**WHAT TO WORK ON**:
Stop at the line containing "const AMD_DEVICE_VENDOR_ID: u32 = 0x1002;": every line of the listing from the first up to that one must be set down exactly.

**EXTRACTED ENTRIES**:

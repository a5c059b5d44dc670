use std::fmt;
use std::hash::{Hash, Hasher};

use log::{debug, warn};
use once_cell::sync::Lazy;

use std::convert::TryFrom;
use std::mem;

use crate::config::{settings, Settings};
use crate::error::{GPUError, GPUResult};
use crate::opencl;

/// The UUID of the devices returned by OpenCL is always 16 bytes long.
const UUID_SIZE: usize = 16;
const AMD_DEVICE_VENDOR_STRING: &str = "Advanced Micro Devices, Inc.";
const AMD_DEVICE_VENDOR_ID: u32 = 0x1002;

const INTEL_DEVICE_VENDOR_STRING: &str = "Intel(R) Corporation";
const INTEL_DEVICE_VENDOR_ID: u32 = 0x8086;

// For some reason integrated AMD cards on Apple don't have the usual vendor name and ID
const AMD_DEVICE_ON_APPLE_VENDOR_STRING: &str = "AMD";
const AMD_DEVICE_ON_APPLE_VENDOR_ID: u32 = 0x1021d00;
const NVIDIA_DEVICE_VENDOR_STRING: &str = "NVIDIA Corporation";
const NVIDIA_DEVICE_VENDOR_ID: u32 = 0x10de;

const OTHER_DEVICE_VENDOR_STRING: &str = "Other";

static DEVICES: Lazy<Vec<Device>> = Lazy::new(build_device_list);

/// The PCI-ID is the combination of the PCI Bus ID and PCI Device ID.
///
/// It is the first two identifiers of e.g. `lcpci`:
///
/// ```text
///     4e:00.0 VGA compatible controller
///     || └└-- Device ID
///     └└-- Bus ID
/// ```
#[derive(Copy, Clone, Debug, Default, Eq, Hash, PartialEq)]
pub struct PciId(u16);

impl From<u16> for PciId {
    fn from(id: u16) -> Self {
        Self(id)
    }
}

impl From<PciId> for u16 {
    fn from(id: PciId) -> Self {
        id.0
    }
}

/// Converts a PCI-ID formatted as Bus-ID:Device-ID, e.g. `e3:00`.
impl TryFrom<&str> for PciId {
    type Error = GPUError;

    fn try_from(pci_id: &str) -> GPUResult<Self> {
        let mut bytes = [0; mem::size_of::<u16>()];
        hex::decode_to_slice(pci_id.replace(':', ""), &mut bytes).map_err(|_| {
            GPUError::InvalidId(format!(
                "Cannot parse PCI ID, expected hex-encoded string formated as aa:bb, got {0}.",
                pci_id
            ))
        })?;
        let parsed = u16::from_be_bytes(bytes);
        Ok(Self(parsed))
    }
}

/// Formats the PCI-ID like `lspci`, Bus-ID:Device-ID, e.g. `e3:00`.
impl fmt::Display for PciId {
    fn fmt(&self, f: &mut fmt::Formatter<'_>) -> fmt::Result {
        let bytes = u16::to_be_bytes(self.0);
        write!(f, "{:02x}:{:02x}", bytes[0], bytes[1])
    }
}

/// A unique identifier based on UUID of the device.
#[derive(Copy, Clone, Default, Eq, Hash, PartialEq)]
pub struct DeviceUuid([u8; UUID_SIZE]);

impl From<[u8; UUID_SIZE]> for DeviceUuid {
    fn from(uuid: [u8; UUID_SIZE]) -> Self {
        Self(uuid)
    }
}

impl From<DeviceUuid> for [u8; UUID_SIZE] {
    fn from(uuid: DeviceUuid) -> Self {
        uuid.0
    }
}

/// Converts a UUID formatted as aaaaaaaa-bbbb-cccc-dddd-eeeeeeeeeeee,
/// e.g. 46abccd6-022e-b783-572d-833f7104d05f
impl TryFrom<&str> for DeviceUuid {
    type Error = GPUError;

    fn try_from(uuid: &str) -> GPUResult<Self> {
        let mut bytes = [0; UUID_SIZE];
        hex::decode_to_slice(uuid.replace('-', ""), &mut bytes).map_err(|_| {
            GPUError::InvalidId(format!(
                "Cannot parse UUID, expected hex-encoded string formated as \
                 aaaaaaaa-bbbb-cccc-dddd-eeeeeeeeeeee, got {0}.",
                uuid
            ))
        })?;
        Ok(Self(bytes))
    }
}

/// Formats the UUID the same way as `clinfo` does, as an example:
/// the output should looks like 46abccd6-022e-b783-572d-833f7104d05f
impl fmt::Display for DeviceUuid {
    fn fmt(&self, f: &mut fmt::Formatter<'_>) -> fmt::Result {
        write!(
            f,
            "{}-{}-{}-{}-{}",
            hex::encode(&self.0[..4]),
            hex::encode(&self.0[4..6]),
            hex::encode(&self.0[6..8]),
            hex::encode(&self.0[8..10]),
            hex::encode(&self.0[10..])
        )
    }
}

impl fmt::Debug for DeviceUuid {
    fn fmt(&self, f: &mut fmt::Formatter) -> fmt::Result {
        write!(f, "{}", self)
    }
}

/// Unique identifier that can either be a PCI ID or a UUID.
#[derive(Copy, Clone, Debug, Eq, Hash, PartialEq)]
pub enum UniqueId {
    /// ID based on the PCI bus.
    PciId(PciId),
    /// ID based on a globally unique identifier.
    Uuid(DeviceUuid),
}

/// If the string contains a dash, it's interpreted as UUID, else it's interpreted as PCI ID.
impl TryFrom<&str> for UniqueId {
    type Error = GPUError;

    fn try_from(unique_id: &str) -> GPUResult<Self> {
        Ok(match unique_id.contains('-') {
            true => Self::Uuid(DeviceUuid::try_from(unique_id)?),
            false => Self::PciId(PciId::try_from(unique_id)?),
        })
    }
}

impl fmt::Display for UniqueId {
    fn fmt(&self, f: &mut fmt::Formatter<'_>) -> fmt::Result {
        match self {
            Self::PciId(id) => id.fmt(f),
            Self::Uuid(id) => id.fmt(f),
        }
    }
}

/// Vendors of compute devices.
///
/// Devices of vendors that aren't known explicitly, e.g. CPU implementations like PoCL, are
/// reported as [`Vendor::Other`].
#[derive(Clone, Copy, Debug, Eq, Hash, PartialEq)]
pub enum Vendor {
    /// GPU by AMD.
    Amd,
    /// GPU by Intel.
    Intel,
    /// GPU by NVIDIA.
    Nvidia,
    /// Any other vendor.
    Other,
}

impl TryFrom<&str> for Vendor {
    type Error = GPUError;

    fn try_from(vendor: &str) -> GPUResult<Self> {
        match vendor {
            AMD_DEVICE_VENDOR_STRING => Ok(Self::Amd),
            AMD_DEVICE_ON_APPLE_VENDOR_STRING => Ok(Self::Amd),
            INTEL_DEVICE_VENDOR_STRING => Ok(Self::Intel),
            NVIDIA_DEVICE_VENDOR_STRING => Ok(Self::Nvidia),
            _ => Err(GPUError::UnsupportedVendor(vendor.to_string())),
        }
    }
}

impl TryFrom<u32> for Vendor {
    type Error = GPUError;

    fn try_from(vendor: u32) -> GPUResult<Self> {
        match vendor {
            AMD_DEVICE_VENDOR_ID => Ok(Self::Amd),
            AMD_DEVICE_ON_APPLE_VENDOR_ID => Ok(Self::Amd),
            INTEL_DEVICE_VENDOR_ID => Ok(Self::Intel),
            NVIDIA_DEVICE_VENDOR_ID => Ok(Self::Nvidia),
            _ => Err(GPUError::UnsupportedVendor(format!("0x{:x}", vendor))),
        }
    }
}

impl fmt::Display for Vendor {
    fn fmt(&self, f: &mut fmt::Formatter<'_>) -> fmt::Result {
        let vendor = match self {
            Self::Amd => AMD_DEVICE_VENDOR_STRING,
            Self::Intel => INTEL_DEVICE_VENDOR_STRING,
            Self::Nvidia => NVIDIA_DEVICE_VENDOR_STRING,
            Self::Other => OTHER_DEVICE_VENDOR_STRING,
        };
        write!(f, "{}", vendor)
    }
}

/// The kind of a compute device.
///
/// Algorithms pick their execution strategy based on it, e.g. CPU devices get one work-item per
/// compute unit instead of a tree reduction.
#[derive(Clone, Copy, Debug, Eq, Hash, PartialEq)]
pub enum DeviceKind {
    /// A graphics card.
    Gpu,
    /// A CPU exposed through OpenCL.
    Cpu,
    /// A dedicated accelerator.
    Accelerator,
    /// Anything else, e.g. custom devices.
    Other,
}

/// Parses the names used by OpenCL for the device types, case-insensitive.
impl TryFrom<&str> for DeviceKind {
    type Error = GPUError;

    fn try_from(kind: &str) -> GPUResult<Self> {
        match kind.trim().to_ascii_uppercase().as_str() {
            "GPU" => Ok(Self::Gpu),
            "CPU" => Ok(Self::Cpu),
            "ACCELERATOR" => Ok(Self::Accelerator),
            _ => Err(GPUError::Generic(format!(
                "Unknown device type {}, expected GPU, CPU or ACCELERATOR.",
                kind
            ))),
        }
    }
}

/// An OpenCL compute device.
#[derive(Clone, Debug)]
pub struct Device {
    pub(crate) vendor: Vendor,
    /// The vendor string as reported by the driver.
    pub(crate) vendor_name: String,
    pub(crate) name: String,
    pub(crate) platform_name: String,
    pub(crate) kind: DeviceKind,
    /// The total memory of the device in bytes.
    pub(crate) memory: u64,
    /// The number of parallel compute units.
    pub(crate) compute_units: u32,
    pub(crate) max_work_group_size: usize,
    /// Major and minor version of the compute capabilitiy (only available on Nvidia GPUs).
    pub(crate) compute_capability: Option<(u32, u32)>,
    // All devices have a PCI ID. It is used as fallback in case there is not UUID.
    pub(crate) pci_id: PciId,
    pub(crate) uuid: Option<DeviceUuid>,
    pub(crate) device: opencl3::device::Device,
}

impl Hash for Device {
    fn hash<H: Hasher>(&self, state: &mut H) {
        self.vendor.hash(state);
        self.name.hash(state);
        self.platform_name.hash(state);
        self.memory.hash(state);
        self.pci_id.hash(state);
        self.uuid.hash(state);
    }
}

impl PartialEq for Device {
    fn eq(&self, other: &Self) -> bool {
        self.vendor == other.vendor
            && self.name == other.name
            && self.platform_name == other.platform_name
            && self.memory == other.memory
            && self.pci_id == other.pci_id
            && self.uuid == other.uuid
    }
}

impl Eq for Device {}

impl Device {
    /// Returns the [`Vendor`] of the device.
    pub fn vendor(&self) -> Vendor {
        self.vendor
    }

    /// Returns the vendor string as reported by the driver.
    pub fn vendor_name(&self) -> &str {
        &self.vendor_name
    }

    /// Returns the name of the device, e.g. "GeForce RTX 3090".
    pub fn name(&self) -> String {
        self.name.clone()
    }

    /// Returns the name of the OpenCL platform the device belongs to.
    pub fn platform_name(&self) -> &str {
        &self.platform_name
    }

    /// Returns whether it is a GPU, a CPU or something else.
    pub fn kind(&self) -> DeviceKind {
        self.kind
    }

    /// Returns the memory of the device in bytes.
    pub fn memory(&self) -> u64 {
        self.memory
    }

    /// Returns the number of compute units of the device.
    pub fn compute_units(&self) -> u32 {
        self.compute_units
    }

    /// Returns the maximum number of work-items in a work-group.
    pub fn max_work_group_size(&self) -> usize {
        self.max_work_group_size
    }

    /// Returns the major and minor version of the compute capability (only available on Nvidia
    /// GPUs).
    pub fn compute_capability(&self) -> Option<(u32, u32)> {
        self.compute_capability
    }

    /// Returns the PCI-ID of the device, see the [`PciId`] type for more information.
    pub fn pci_id(&self) -> PciId {
        self.pci_id
    }

    /// Returns the UUID of the device if available, see the [`DeviceUuid`] type for more
    /// information.
    pub fn uuid(&self) -> Option<DeviceUuid> {
        self.uuid
    }

    /// Returns the best possible unique identifier, a UUID is preferred over a PCI ID.
    pub fn unique_id(&self) -> UniqueId {
        match self.uuid {
            Some(uuid) => UniqueId::Uuid(uuid),
            None => UniqueId::PciId(self.pci_id),
        }
    }

    /// Low-level access to the device identifier.
    ///
    /// It changes when the device is initialized and should only be used to interact with other
    /// libraries that work on the lowest OpenCL level.
    pub fn cl_device_id(&self) -> opencl::cl_device_id {
        self.device.id()
    }

    /// Returns all available devices.
    pub fn all() -> Vec<&'static Device> {
        Self::all_iter().collect()
    }

    /// Returns the device matching the PCI ID if there is one.
    pub fn by_pci_id(pci_id: PciId) -> Option<&'static Device> {
        Self::all_iter().find(|d| pci_id == d.pci_id)
    }

    /// Returns the device matching the UUID if there is one.
    pub fn by_uuid(uuid: DeviceUuid) -> Option<&'static Device> {
        Self::all_iter().find(|d| Some(uuid) == d.uuid)
    }

    /// Returns the device matching the unique ID if there is one.
    pub fn by_unique_id(unique_id: UniqueId) -> Option<&'static Device> {
        Self::all_iter().find(|d| unique_id == d.unique_id())
    }

    /// Returns the device matching the Vendor.
    pub fn by_vendor(vendor_id: Vendor) -> Vec<&'static Device> {
        Self::all_iter()
            .filter(|d| vendor_id == d.vendor())
            .collect()
    }

    /// Returns the device algorithms run on if no device is given explicitly.
    ///
    /// The device can be chosen with the `RUST_GPU_COMPUTE_DEFAULT_*` environment variables, see
    /// [`crate::Settings`]. Without those, the first GPU is used, if there is none, the first
    /// device of any kind.
    pub fn default_device() -> GPUResult<&'static Device> {
        select_default(&Self::all(), settings()).ok_or(GPUError::DeviceNotFound)
    }

    /// Returns an iterator of all available devices.
    fn all_iter() -> impl Iterator<Item = &'static Device> {
        DEVICES.iter()
    }

    fn matches(&self, settings: &Settings) -> bool {
        fn contains(haystack: &str, needle: &Option<String>) -> bool {
            needle.as_ref().map_or(true, |needle| {
                haystack
                    .to_lowercase()
                    .contains(&needle.trim().to_lowercase())
            })
        }

        contains(&self.name, &settings.default_device)
            && contains(&self.vendor_name, &settings.default_vendor)
            && contains(&self.platform_name, &settings.default_platform)
            && settings
                .default_device_kind
                .map_or(true, |kind| kind == self.kind)
    }
}

/// Picks the default device out of the given ones.
///
/// If the filters of the settings don't match any device, a warning is logged and the usual
/// preference applies.
fn select_default<'a>(devices: &[&'a Device], settings: &Settings) -> Option<&'a Device> {
    if settings.has_device_filter() {
        if let Some(device) = devices.iter().find(|device| device.matches(settings)) {
            debug!("Default device from environment: {}", device.name);
            return Some(*device);
        }
        warn!("No device matches the default device filters, falling back to the first GPU.");
    }

    devices
        .iter()
        .find(|device| device.kind == DeviceKind::Gpu)
        .or_else(|| devices.first())
        .copied()
}

/// Get a list of all available OpenCL devices.
///
/// If there is a failure retrieving a device, it won't lead to a hard error, but an error will be
/// logged and the corresponding device won't be available.
fn build_device_list() -> Vec<Device> {
    let devices = opencl::utils::build_device_list();
    debug!("loaded devices: {:?}", devices);
    devices
}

**OUTPUT FOR THIS EXERCISE**:
repository a5c059b5d44dc670
use std::fmt;
use std::hash::{Hash, Hasher};

use log::{debug, warn};
use once_cell::sync::Lazy;

use std::convert::TryFrom;
use std::mem;

use crate::config::{settings, Settings};
use crate::error::{GPUError, GPUResult};
use crate::opencl;

/// The UUID of the devices returned by OpenCL is always 16 bytes long.
const UUID_SIZE: usize = 16;
const AMD_DEVICE_VENDOR_STRING: &str = "Advanced Micro Devices, Inc.";
const AMD_DEVICE_VENDOR_ID: u32 = 0x1002;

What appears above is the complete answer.